Copy every line from the records below that holds the word "svpwm".

Provided records START

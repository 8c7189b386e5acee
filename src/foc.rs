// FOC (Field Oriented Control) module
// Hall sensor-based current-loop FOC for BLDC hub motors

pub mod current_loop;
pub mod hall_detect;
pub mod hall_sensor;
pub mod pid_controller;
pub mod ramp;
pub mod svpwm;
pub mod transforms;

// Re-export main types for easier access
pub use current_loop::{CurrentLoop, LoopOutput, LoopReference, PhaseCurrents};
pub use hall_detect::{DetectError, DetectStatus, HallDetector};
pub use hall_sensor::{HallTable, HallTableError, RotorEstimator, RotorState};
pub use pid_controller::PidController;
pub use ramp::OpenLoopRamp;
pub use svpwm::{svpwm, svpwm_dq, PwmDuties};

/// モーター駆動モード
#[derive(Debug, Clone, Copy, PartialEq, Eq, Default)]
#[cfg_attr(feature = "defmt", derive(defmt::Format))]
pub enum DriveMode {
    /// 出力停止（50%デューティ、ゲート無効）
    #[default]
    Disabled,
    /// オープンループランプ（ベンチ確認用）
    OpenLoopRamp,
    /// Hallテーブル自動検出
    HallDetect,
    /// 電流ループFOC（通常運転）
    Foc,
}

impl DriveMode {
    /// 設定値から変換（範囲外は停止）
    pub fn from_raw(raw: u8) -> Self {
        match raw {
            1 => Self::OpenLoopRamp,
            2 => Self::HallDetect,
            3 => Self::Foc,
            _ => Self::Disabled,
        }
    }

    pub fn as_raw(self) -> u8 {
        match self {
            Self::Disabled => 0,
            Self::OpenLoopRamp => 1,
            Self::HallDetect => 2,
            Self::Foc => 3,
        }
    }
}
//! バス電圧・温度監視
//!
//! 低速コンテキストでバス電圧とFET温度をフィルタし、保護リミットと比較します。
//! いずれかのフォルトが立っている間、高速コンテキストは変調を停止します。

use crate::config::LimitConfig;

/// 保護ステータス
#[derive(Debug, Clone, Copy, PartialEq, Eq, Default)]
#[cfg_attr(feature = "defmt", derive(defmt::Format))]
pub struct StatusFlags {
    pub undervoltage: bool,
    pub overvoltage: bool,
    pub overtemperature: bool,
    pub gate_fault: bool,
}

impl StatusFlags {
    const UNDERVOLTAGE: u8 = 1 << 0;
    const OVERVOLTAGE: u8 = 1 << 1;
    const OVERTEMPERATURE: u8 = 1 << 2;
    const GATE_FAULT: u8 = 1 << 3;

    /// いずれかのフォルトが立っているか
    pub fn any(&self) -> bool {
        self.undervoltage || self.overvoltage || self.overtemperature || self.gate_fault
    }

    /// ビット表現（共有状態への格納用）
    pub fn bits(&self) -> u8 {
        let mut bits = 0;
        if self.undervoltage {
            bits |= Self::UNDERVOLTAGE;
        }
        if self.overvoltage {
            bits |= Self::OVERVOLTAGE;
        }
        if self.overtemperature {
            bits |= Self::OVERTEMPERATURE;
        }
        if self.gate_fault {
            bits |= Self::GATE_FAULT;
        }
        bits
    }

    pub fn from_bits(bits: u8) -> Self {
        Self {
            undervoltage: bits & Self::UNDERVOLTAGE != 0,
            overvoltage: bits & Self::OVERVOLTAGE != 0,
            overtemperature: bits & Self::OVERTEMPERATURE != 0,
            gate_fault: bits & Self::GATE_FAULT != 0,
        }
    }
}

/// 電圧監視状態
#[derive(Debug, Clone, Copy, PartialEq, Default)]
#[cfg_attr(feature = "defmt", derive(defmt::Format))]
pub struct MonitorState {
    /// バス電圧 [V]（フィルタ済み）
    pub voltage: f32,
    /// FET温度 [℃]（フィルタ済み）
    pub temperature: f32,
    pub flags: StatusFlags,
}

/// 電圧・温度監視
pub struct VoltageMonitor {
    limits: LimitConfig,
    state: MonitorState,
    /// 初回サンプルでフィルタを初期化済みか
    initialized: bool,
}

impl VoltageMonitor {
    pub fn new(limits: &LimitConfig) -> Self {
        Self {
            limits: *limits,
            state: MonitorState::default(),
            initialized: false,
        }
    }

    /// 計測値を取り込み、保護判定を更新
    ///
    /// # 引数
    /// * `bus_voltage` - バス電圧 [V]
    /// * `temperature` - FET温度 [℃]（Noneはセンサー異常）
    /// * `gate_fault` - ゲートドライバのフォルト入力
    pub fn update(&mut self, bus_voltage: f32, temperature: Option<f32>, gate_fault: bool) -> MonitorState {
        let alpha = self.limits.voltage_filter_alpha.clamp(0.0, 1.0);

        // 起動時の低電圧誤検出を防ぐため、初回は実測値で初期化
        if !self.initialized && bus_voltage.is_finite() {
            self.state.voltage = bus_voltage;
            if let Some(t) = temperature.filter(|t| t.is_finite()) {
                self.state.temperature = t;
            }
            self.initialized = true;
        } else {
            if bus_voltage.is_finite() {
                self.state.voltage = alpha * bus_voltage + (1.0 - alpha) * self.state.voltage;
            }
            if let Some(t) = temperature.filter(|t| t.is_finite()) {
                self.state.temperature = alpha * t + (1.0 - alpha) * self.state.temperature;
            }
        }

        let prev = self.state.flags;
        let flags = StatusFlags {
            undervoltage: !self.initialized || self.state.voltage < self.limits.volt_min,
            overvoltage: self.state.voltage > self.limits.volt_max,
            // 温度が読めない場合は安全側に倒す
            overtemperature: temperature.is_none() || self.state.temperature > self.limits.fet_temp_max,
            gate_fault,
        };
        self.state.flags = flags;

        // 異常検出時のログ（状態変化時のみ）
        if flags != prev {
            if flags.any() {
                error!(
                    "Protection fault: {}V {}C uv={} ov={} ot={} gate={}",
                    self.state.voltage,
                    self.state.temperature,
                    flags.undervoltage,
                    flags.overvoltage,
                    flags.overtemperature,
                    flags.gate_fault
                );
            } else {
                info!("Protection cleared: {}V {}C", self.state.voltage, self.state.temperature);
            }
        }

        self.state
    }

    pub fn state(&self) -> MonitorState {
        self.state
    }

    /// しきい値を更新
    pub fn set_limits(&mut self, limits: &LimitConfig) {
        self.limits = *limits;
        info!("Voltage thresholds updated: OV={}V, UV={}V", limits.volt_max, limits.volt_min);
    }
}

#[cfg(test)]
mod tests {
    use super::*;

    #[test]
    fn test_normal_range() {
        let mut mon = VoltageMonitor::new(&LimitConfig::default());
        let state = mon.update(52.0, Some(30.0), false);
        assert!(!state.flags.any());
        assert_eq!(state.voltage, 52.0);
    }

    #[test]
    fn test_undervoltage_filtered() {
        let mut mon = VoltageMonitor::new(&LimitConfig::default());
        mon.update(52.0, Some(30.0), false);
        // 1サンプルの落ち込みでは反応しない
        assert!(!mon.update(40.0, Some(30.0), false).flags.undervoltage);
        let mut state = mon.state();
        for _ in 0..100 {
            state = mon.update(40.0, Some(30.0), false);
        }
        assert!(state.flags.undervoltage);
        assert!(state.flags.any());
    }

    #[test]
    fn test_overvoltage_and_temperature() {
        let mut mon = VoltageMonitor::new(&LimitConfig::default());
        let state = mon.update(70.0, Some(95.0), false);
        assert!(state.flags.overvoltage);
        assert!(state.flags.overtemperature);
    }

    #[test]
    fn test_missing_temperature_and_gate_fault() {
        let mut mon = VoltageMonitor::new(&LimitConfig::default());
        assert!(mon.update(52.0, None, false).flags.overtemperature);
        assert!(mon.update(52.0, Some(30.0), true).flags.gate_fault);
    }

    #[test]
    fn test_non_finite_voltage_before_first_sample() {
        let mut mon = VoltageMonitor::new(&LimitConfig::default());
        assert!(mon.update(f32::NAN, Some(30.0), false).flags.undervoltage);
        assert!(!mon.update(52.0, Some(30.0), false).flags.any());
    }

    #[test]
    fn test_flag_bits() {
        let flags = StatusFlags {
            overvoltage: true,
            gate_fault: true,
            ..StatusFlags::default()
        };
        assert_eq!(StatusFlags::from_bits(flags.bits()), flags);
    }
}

Provided records END

▶ Reply:
pub mod svpwm;
pub use svpwm::{svpwm, svpwm_dq, PwmDuties};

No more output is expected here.